[Problem to solve] The answer must be one number: how many lines in the records below contain the string "client".

[Input data]
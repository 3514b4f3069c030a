#![forbid(unsafe_code)]
#![deny(
    warnings,
    dead_code,
    unused,
    unused_imports,
    unused_must_use,
    unreachable_pub,
    clippy::all,
    clippy::pedantic,
    clippy::nursery,
    rustdoc::broken_intra_doc_links,
    rustdoc::bare_urls,
    missing_docs
)]
#![allow(clippy::redundant_pub_crate)]

//! Operator CLI for the whisker status backend.
//!
//! `cli.rs` owns argument parsing and dispatch. The handlers under
//! `commands/` do the actual work, sharing the backend context in
//! `client.rs` and rendering through `output.rs`; `main.rs` is a thin
//! entrypoint around [`run`].

pub(crate) mod cli;
pub(crate) mod client;
pub(crate) mod commands;
pub(crate) mod output;

pub use cli::run;
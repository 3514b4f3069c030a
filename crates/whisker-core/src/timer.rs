//! Countdown arithmetic for the server-issued check deadline.

use chrono::{DateTime, Utc};

/// Whole seconds from `now` until `deadline`, clamped at zero.
///
/// The countdown is a pure function of the deadline and the wall clock. It is
/// recomputed on every tick rather than decremented, so delayed or coalesced
/// ticks never accumulate drift. Sub-second remainders truncate toward zero;
/// a deadline in the past, or no deadline at all, reads as zero.
#[must_use]
pub fn remaining_seconds(deadline: Option<DateTime<Utc>>, now: DateTime<Utc>) -> u64 {
    deadline.map_or(0, |deadline| {
        let seconds = deadline.signed_duration_since(now).num_seconds();
        u64::try_from(seconds).unwrap_or(0)
    })
}

#[cfg(test)]
mod tests {
    use super::*;
    use chrono::{Duration, TimeZone};

    fn base() -> DateTime<Utc> {
        Utc.with_ymd_and_hms(2025, 6, 1, 12, 0, 0).unwrap()
    }

    #[test]
    fn missing_deadline_reads_zero() {
        assert_eq!(remaining_seconds(None, base()), 0);
    }

    #[test]
    fn past_deadline_clamps_to_zero() {
        let deadline = base() - Duration::seconds(90);
        assert_eq!(remaining_seconds(Some(deadline), base()), 0);
    }

    #[test]
    fn future_deadline_counts_whole_seconds() {
        let deadline = base() + Duration::seconds(3600);
        assert_eq!(remaining_seconds(Some(deadline), base()), 3600);
    }

    #[test]
    fn sub_second_remainders_truncate() {
        let deadline = base() + Duration::milliseconds(10_900);
        assert_eq!(remaining_seconds(Some(deadline), base()), 10);

        let nearly_there = base() + Duration::milliseconds(800);
        assert_eq!(remaining_seconds(Some(nearly_there), base()), 0);
    }

    #[test]
    fn recompute_heals_after_a_clock_jump() {
        let deadline = base() + Duration::seconds(120);
        let jumped_forward = base() + Duration::seconds(100);
        assert_eq!(remaining_seconds(Some(deadline), jumped_forward), 20);

        let jumped_past = base() + Duration::seconds(500);
        assert_eq!(remaining_seconds(Some(deadline), jumped_past), 0);
    }
}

[Task answer] 2